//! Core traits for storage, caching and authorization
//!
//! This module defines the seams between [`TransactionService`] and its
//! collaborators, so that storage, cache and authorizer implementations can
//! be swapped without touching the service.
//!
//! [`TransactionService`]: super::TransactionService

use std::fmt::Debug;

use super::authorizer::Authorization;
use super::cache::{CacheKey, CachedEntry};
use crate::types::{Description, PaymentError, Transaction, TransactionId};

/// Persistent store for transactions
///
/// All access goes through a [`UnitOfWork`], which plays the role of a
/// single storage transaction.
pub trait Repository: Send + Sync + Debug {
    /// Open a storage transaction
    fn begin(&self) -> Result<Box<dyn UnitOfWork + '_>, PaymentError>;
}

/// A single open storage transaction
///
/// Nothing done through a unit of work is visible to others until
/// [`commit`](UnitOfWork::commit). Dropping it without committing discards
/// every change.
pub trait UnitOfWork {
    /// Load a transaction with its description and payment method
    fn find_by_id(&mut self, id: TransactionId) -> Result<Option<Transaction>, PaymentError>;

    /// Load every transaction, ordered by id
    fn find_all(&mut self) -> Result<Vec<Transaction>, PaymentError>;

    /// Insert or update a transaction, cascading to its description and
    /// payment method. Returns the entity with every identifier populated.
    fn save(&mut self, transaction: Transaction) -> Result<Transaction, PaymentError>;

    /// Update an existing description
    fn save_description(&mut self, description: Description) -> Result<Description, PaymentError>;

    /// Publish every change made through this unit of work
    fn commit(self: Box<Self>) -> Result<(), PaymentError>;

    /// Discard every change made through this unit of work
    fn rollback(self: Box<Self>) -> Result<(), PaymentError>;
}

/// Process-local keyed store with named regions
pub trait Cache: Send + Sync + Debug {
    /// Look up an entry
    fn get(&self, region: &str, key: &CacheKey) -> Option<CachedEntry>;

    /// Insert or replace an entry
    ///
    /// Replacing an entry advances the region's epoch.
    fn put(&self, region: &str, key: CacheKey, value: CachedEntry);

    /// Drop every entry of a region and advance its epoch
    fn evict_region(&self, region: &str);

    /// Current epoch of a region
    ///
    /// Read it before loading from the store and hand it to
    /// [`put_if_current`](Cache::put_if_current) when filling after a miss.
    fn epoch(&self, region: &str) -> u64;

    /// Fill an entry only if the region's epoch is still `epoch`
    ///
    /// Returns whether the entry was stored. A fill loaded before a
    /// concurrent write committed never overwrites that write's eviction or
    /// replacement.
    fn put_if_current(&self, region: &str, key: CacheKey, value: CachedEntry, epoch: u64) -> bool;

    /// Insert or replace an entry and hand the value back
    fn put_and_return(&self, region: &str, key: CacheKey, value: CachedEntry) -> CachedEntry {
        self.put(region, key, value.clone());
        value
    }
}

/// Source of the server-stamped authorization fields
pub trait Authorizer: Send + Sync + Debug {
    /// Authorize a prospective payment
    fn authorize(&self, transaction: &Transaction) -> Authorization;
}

> [Action item] Which lines run from the one containing "Fill an entry" to the end of the entries above? Quote exactly those, and only those.

> [Solution for this task]
    /// Fill an entry only if the region's epoch is still `epoch`
    ///
    /// Returns whether the entry was stored. A fill loaded before a
    /// concurrent write committed never overwrites that write's eviction or
    /// replacement.
    fn put_if_current(&self, region: &str, key: CacheKey, value: CachedEntry, epoch: u64) -> bool;

    /// Insert or replace an entry and hand the value back
    fn put_and_return(&self, region: &str, key: CacheKey, value: CachedEntry) -> CachedEntry {
        self.put(region, key, value.clone());
        value
    }
}

/// Source of the server-stamped authorization fields
pub trait Authorizer: Send + Sync + Debug {
    /// Authorize a prospective payment
    fn authorize(&self, transaction: &Transaction) -> Authorization;
}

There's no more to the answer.